- _What to produce_:
Reproduce each line below without any alteration.

- _Recorded information_:
-- -- --

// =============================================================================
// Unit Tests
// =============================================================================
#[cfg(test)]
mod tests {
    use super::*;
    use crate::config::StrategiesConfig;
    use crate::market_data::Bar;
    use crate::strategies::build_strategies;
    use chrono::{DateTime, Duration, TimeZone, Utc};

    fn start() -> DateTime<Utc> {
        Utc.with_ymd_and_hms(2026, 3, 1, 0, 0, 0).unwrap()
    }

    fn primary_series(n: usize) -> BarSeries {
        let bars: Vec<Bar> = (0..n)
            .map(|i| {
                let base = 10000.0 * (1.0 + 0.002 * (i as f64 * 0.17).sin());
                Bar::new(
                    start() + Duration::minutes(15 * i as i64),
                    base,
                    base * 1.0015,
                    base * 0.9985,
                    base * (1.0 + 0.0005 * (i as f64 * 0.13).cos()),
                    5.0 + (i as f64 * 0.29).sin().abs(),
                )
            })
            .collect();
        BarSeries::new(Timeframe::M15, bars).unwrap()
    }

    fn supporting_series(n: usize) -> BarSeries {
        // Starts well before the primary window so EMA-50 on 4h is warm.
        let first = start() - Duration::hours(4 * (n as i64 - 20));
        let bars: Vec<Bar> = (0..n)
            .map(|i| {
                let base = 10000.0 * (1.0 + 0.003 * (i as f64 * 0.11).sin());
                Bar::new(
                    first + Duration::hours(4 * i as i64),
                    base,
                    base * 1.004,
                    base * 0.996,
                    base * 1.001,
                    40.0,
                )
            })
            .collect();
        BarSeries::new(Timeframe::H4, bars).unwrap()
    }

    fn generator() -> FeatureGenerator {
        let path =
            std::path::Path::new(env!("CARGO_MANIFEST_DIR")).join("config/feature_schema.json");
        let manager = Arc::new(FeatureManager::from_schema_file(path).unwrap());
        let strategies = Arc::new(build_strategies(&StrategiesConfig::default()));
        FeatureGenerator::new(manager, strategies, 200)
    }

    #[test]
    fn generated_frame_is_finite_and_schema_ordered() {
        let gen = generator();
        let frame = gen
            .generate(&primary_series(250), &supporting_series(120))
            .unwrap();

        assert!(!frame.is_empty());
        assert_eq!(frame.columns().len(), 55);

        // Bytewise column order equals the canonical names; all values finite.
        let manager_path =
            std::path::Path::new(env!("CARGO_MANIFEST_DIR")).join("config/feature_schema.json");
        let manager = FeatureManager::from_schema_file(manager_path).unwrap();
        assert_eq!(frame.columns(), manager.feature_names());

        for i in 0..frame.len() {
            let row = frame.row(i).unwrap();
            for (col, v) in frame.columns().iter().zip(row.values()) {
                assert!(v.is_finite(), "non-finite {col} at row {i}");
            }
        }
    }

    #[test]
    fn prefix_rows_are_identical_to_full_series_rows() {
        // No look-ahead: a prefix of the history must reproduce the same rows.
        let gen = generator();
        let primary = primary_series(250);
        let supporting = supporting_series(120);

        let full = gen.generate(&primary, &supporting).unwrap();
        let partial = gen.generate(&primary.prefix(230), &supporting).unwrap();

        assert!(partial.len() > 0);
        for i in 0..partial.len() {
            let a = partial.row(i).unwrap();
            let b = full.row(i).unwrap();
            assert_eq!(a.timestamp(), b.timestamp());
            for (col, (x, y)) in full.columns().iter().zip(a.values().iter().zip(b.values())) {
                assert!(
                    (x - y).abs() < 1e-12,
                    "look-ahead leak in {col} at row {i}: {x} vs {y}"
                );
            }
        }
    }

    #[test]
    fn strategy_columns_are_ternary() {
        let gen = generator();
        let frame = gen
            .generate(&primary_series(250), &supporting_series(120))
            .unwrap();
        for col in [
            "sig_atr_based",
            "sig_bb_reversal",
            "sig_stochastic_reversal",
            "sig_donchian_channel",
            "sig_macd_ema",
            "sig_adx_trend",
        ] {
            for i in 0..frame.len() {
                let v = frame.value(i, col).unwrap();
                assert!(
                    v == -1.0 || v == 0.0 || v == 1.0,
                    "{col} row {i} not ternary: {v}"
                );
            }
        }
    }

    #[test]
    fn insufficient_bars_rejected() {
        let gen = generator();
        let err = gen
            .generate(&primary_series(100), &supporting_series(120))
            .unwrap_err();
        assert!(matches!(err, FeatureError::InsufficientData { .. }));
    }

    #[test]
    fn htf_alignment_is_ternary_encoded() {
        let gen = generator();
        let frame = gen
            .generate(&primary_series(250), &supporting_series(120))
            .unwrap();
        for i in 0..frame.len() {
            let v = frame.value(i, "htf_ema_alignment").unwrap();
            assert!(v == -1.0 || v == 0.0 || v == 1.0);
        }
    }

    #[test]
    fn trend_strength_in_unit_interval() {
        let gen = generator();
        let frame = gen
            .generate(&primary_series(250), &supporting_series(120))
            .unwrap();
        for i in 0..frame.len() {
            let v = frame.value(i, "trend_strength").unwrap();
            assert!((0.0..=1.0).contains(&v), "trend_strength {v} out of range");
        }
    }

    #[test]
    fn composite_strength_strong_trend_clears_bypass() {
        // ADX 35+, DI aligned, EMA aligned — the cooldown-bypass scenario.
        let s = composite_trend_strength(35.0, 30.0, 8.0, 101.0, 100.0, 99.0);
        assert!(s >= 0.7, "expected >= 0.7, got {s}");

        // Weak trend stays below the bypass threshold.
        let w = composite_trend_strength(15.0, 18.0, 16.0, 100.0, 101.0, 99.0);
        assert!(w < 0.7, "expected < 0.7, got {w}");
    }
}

-- -- --

- _Exercise result_:
// =============================================================================
// Unit Tests
// =============================================================================
#[cfg(test)]
mod tests {
    use super::*;
    use crate::config::StrategiesConfig;
    use crate::market_data::Bar;
    use crate::strategies::build_strategies;
    use chrono::{DateTime, Duration, TimeZone, Utc};

    fn start() -> DateTime<Utc> {
        Utc.with_ymd_and_hms(2026, 3, 1, 0, 0, 0).unwrap()
    }

    fn primary_series(n: usize) -> BarSeries {
        let bars: Vec<Bar> = (0..n)
            .map(|i| {
                let base = 10000.0 * (1.0 + 0.002 * (i as f64 * 0.17).sin());
                Bar::new(
                    start() + Duration::minutes(15 * i as i64),
                    base,
                    base * 1.0015,
                    base * 0.9985,
                    base * (1.0 + 0.0005 * (i as f64 * 0.13).cos()),
                    5.0 + (i as f64 * 0.29).sin().abs(),
                )
            })
            .collect();
        BarSeries::new(Timeframe::M15, bars).unwrap()
    }

    fn supporting_series(n: usize) -> BarSeries {
        // Starts well before the primary window so EMA-50 on 4h is warm.
        let first = start() - Duration::hours(4 * (n as i64 - 20));
        let bars: Vec<Bar> = (0..n)
            .map(|i| {
                let base = 10000.0 * (1.0 + 0.003 * (i as f64 * 0.11).sin());
                Bar::new(
                    first + Duration::hours(4 * i as i64),
                    base,
                    base * 1.004,
                    base * 0.996,
                    base * 1.001,
                    40.0,
                )
            })
            .collect();
        BarSeries::new(Timeframe::H4, bars).unwrap()
    }

    fn generator() -> FeatureGenerator {
        let path =
            std::path::Path::new(env!("CARGO_MANIFEST_DIR")).join("config/feature_schema.json");
        let manager = Arc::new(FeatureManager::from_schema_file(path).unwrap());
        let strategies = Arc::new(build_strategies(&StrategiesConfig::default()));
        FeatureGenerator::new(manager, strategies, 200)
    }

    #[test]
    fn generated_frame_is_finite_and_schema_ordered() {
        let gen = generator();
        let frame = gen
            .generate(&primary_series(250), &supporting_series(120))
            .unwrap();

        assert!(!frame.is_empty());
        assert_eq!(frame.columns().len(), 55);

        // Bytewise column order equals the canonical names; all values finite.
        let manager_path =
            std::path::Path::new(env!("CARGO_MANIFEST_DIR")).join("config/feature_schema.json");
        let manager = FeatureManager::from_schema_file(manager_path).unwrap();
        assert_eq!(frame.columns(), manager.feature_names());

        for i in 0..frame.len() {
            let row = frame.row(i).unwrap();
            for (col, v) in frame.columns().iter().zip(row.values()) {
                assert!(v.is_finite(), "non-finite {col} at row {i}");
            }
        }
    }

    #[test]
    fn prefix_rows_are_identical_to_full_series_rows() {
        // No look-ahead: a prefix of the history must reproduce the same rows.
        let gen = generator();
        let primary = primary_series(250);
        let supporting = supporting_series(120);

        let full = gen.generate(&primary, &supporting).unwrap();
        let partial = gen.generate(&primary.prefix(230), &supporting).unwrap();

        assert!(partial.len() > 0);
        for i in 0..partial.len() {
            let a = partial.row(i).unwrap();
            let b = full.row(i).unwrap();
            assert_eq!(a.timestamp(), b.timestamp());
            for (col, (x, y)) in full.columns().iter().zip(a.values().iter().zip(b.values())) {
                assert!(
                    (x - y).abs() < 1e-12,
                    "look-ahead leak in {col} at row {i}: {x} vs {y}"
                );
            }
        }
    }

    #[test]
    fn strategy_columns_are_ternary() {
        let gen = generator();
        let frame = gen
            .generate(&primary_series(250), &supporting_series(120))
            .unwrap();
        for col in [
            "sig_atr_based",
            "sig_bb_reversal",
            "sig_stochastic_reversal",
            "sig_donchian_channel",
            "sig_macd_ema",
            "sig_adx_trend",
        ] {
            for i in 0..frame.len() {
                let v = frame.value(i, col).unwrap();
                assert!(
                    v == -1.0 || v == 0.0 || v == 1.0,
                    "{col} row {i} not ternary: {v}"
                );
            }
        }
    }

    #[test]
    fn insufficient_bars_rejected() {
        let gen = generator();
        let err = gen
            .generate(&primary_series(100), &supporting_series(120))
            .unwrap_err();
        assert!(matches!(err, FeatureError::InsufficientData { .. }));
    }

    #[test]
    fn htf_alignment_is_ternary_encoded() {
        let gen = generator();
        let frame = gen
            .generate(&primary_series(250), &supporting_series(120))
            .unwrap();
        for i in 0..frame.len() {
            let v = frame.value(i, "htf_ema_alignment").unwrap();
            assert!(v == -1.0 || v == 0.0 || v == 1.0);
        }
    }

    #[test]
    fn trend_strength_in_unit_interval() {
        let gen = generator();
        let frame = gen
            .generate(&primary_series(250), &supporting_series(120))
            .unwrap();
        for i in 0..frame.len() {
            let v = frame.value(i, "trend_strength").unwrap();
            assert!((0.0..=1.0).contains(&v), "trend_strength {v} out of range");
        }
    }

    #[test]
    fn composite_strength_strong_trend_clears_bypass() {
        // ADX 35+, DI aligned, EMA aligned — the cooldown-bypass scenario.
        let s = composite_trend_strength(35.0, 30.0, 8.0, 101.0, 100.0, 99.0);
        assert!(s >= 0.7, "expected >= 0.7, got {s}");

        // Weak trend stays below the bypass threshold.
        let w = composite_trend_strength(15.0, 18.0, 16.0, 100.0, 101.0, 99.0);
        assert!(w < 0.7, "expected < 0.7, got {w}");
    }
}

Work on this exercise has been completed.